Collected data entries:
___

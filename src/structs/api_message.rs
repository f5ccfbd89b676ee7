use serde::{Deserialize, Serialize};

/// Envelope returned by the mutating analytics endpoints.
#[derive(Debug, Clone, Default, Serialize, Deserialize)]
pub struct ApiMessage {
    #[serde(default)]
    pub message: String,
    #[serde(default)]
    pub id: Option<i64>,
    #[serde(default)]
    pub metric_name: Option<String>,
    #[serde(default)]
    pub value: Option<f64>,
    #[serde(default)]
    pub category: Option<String>,
    #[serde(default)]
    pub count: Option<usize>,
}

___

* _EXERCISE INSTRUCTIONS_: The required output is the full set of entries, reproduced verbatim.

* _WRITTEN SOLUTION_:
filename src/structs/api_message.rs
repository f5ccfbd89b676ee7
use serde::{Deserialize, Serialize};

/// Envelope returned by the mutating analytics endpoints.
#[derive(Debug, Clone, Default, Serialize, Deserialize)]
pub struct ApiMessage {
    #[serde(default)]
    pub message: String,
    #[serde(default)]
    pub id: Option<i64>,
    #[serde(default)]
    pub metric_name: Option<String>,
    #[serde(default)]
    pub value: Option<f64>,
    #[serde(default)]
    pub category: Option<String>,
    #[serde(default)]
    pub count: Option<usize>,
}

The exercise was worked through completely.